Cas9-SpRY is an engineered variant of the Streptococcus pyogenes Cas9 with relaxed PAM recognition, which can technically be utilized at any target in the genome but some targets are addressed with low efficiency. Here, we show that a previously unexplored motif at the turn and beginning of α-helix 51 (TH51) can be engineered to improve both nuclease and prime-editing activity of Cas9-SpRY. Interaction of the lysine-rich PID loop 2 (PL2) with the target DNA downstream of the PAM (post-PAM) mediates initiation of R-loop formation and subsequent cleavage yet it was unclear if other regions of the PID engage with post-PAM as well.

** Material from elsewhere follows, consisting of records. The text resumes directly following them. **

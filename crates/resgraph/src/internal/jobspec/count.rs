use serde::{Deserialize, Serialize};
use std::fmt;

use crate::internal::common::error::RgError;

#[derive(Default, Debug, Copy, Clone, PartialEq, Eq, Hash, Serialize, Deserialize)]
pub enum CountOperator {
    #[default]
    #[serde(rename = "+")]
    Add,
    #[serde(rename = "*")]
    Mul,
    #[serde(rename = "^")]
    Pow,
}

impl fmt::Display for CountOperator {
    fn fmt(&self, f: &mut fmt::Formatter<'_>) -> fmt::Result {
        let symbol = match self {
            CountOperator::Add => "+",
            CountOperator::Mul => "*",
            CountOperator::Pow => "^",
        };
        f.write_str(symbol)
    }
}

fn default_max() -> u32 {
    u32::MAX
}

fn default_operand() -> u32 {
    1
}

/// Requested amount of a resource.
///
/// A plain count `n` is `min = max = n`. A range walks from `min` towards `max` by
/// repeatedly applying `operator` with `operand`; the matcher picks the largest value of
/// that sequence that is available.
///
/// Deserializes either from a plain integer or from a map with `min` and optional
/// `max` (unbounded when missing), `operator` and `operand`.
#[derive(Debug, Copy, Clone, PartialEq, Eq, Hash, Serialize, Deserialize)]
#[serde(from = "CountRepr")]
pub struct Count {
    pub min: u32,
    pub max: u32,
    pub operator: CountOperator,
    pub operand: u32,
}

#[derive(Deserialize)]
#[serde(untagged)]
enum CountRepr {
    Exact(u32),
    Range {
        min: u32,
        #[serde(default = "default_max")]
        max: u32,
        #[serde(default)]
        operator: CountOperator,
        #[serde(default = "default_operand")]
        operand: u32,
    },
}

impl From<CountRepr> for Count {
    fn from(repr: CountRepr) -> Self {
        match repr {
            CountRepr::Exact(count) => Count::exact(count),
            CountRepr::Range {
                min,
                max,
                operator,
                operand,
            } => Count {
                min,
                max,
                operator,
                operand,
            },
        }
    }
}

impl Default for Count {
    fn default() -> Self {
        Count::exact(1)
    }
}

impl Count {
    pub fn exact(count: u32) -> Self {
        Count {
            min: count,
            max: count,
            operator: CountOperator::Add,
            operand: 1,
        }
    }

    pub fn range(min: u32, max: u32) -> Self {
        Count {
            min,
            max,
            operator: CountOperator::Add,
            operand: 1,
        }
    }

    pub fn with_operator(mut self, operator: CountOperator, operand: u32) -> Self {
        self.operator = operator;
        self.operand = operand;
        self
    }

    pub fn validate(&self) -> crate::Result<()> {
        if self.min == 0 {
            return Err(RgError::InvalidSpecification(
                "count must be at least 1".into(),
            ));
        }
        if self.min > self.max {
            return Err(RgError::InvalidSpecification(format!(
                "count minimum {} is greater than maximum {}",
                self.min, self.max
            )));
        }
        let least = match self.operator {
            CountOperator::Add => 1,
            CountOperator::Mul | CountOperator::Pow => 2,
        };
        if self.min != self.max && self.operand < least {
            return Err(RgError::InvalidSpecification(format!(
                "operand {} is not valid for operator '{}'",
                self.operand, self.operator
            )));
        }
        Ok(())
    }

    fn step(&self, current: u64) -> Option<u64> {
        let operand = u64::from(self.operand);
        match self.operator {
            CountOperator::Add => current.checked_add(operand),
            CountOperator::Mul => current.checked_mul(operand),
            CountOperator::Pow => current.checked_pow(self.operand),
        }
    }

    /// Largest count of the sequence `min, step(min), ...` that does not exceed either
    /// `max` or `qualified`. Zero when even `min` does not fit.
    pub fn calc_count(&self, qualified: i64) -> i64 {
        let qualified = u64::try_from(qualified).unwrap_or(0);
        let min = u64::from(self.min);
        let max = u64::from(self.max).min(qualified);
        if self.min > self.max || min > qualified {
            return 0;
        }
        let mut count = min;
        while let Some(next) = self.step(count) {
            if next > max || next <= count {
                break;
            }
            count = next;
        }
        count as i64
    }
}

impl From<u32> for Count {
    fn from(count: u32) -> Self {
        Count::exact(count)
    }
}

/// Negative counts become zero, which fails validation.
impl From<i32> for Count {
    fn from(count: i32) -> Self {
        Count::exact(u32::try_from(count).unwrap_or(0))
    }
}

impl fmt::Display for Count {
    fn fmt(&self, f: &mut fmt::Formatter<'_>) -> fmt::Result {
        if self.min == self.max {
            write!(f, "{}", self.min)
        } else if self.max == u32::MAX {
            write!(f, "{}+", self.min)
        } else {
            write!(
                f,
                "{}-{}:{}{}",
                self.min, self.max, self.operator, self.operand
            )
        }
    }
}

To this end, the NAAN-PAM-targeting iSpyMac hybrid nuclease, which lacks all lysine residues in PL2, was compared with Cas9-SpRY at identical targets using molecular dynamics simulation and in cell culture models, uncovering four crucial post-PAM-interacting lysines in TH51 and TH53 of iSpyMac. Ectopic insertion of a lysine-rich PL2 into iSpyMac boosted its nuclease and prime-editing activities and, in turn, Cas9-SpRY benefited from certain lysine-rich TH51 motifs. Specifically, TH51 from an uncultured Abiotrophia Cas9 species boosted overall Cas9-SpRY activity. Together, this study demonstrates that engineering of post-PAM interacting motifs opens new avenues for the design of advanced CRISPR enzymes.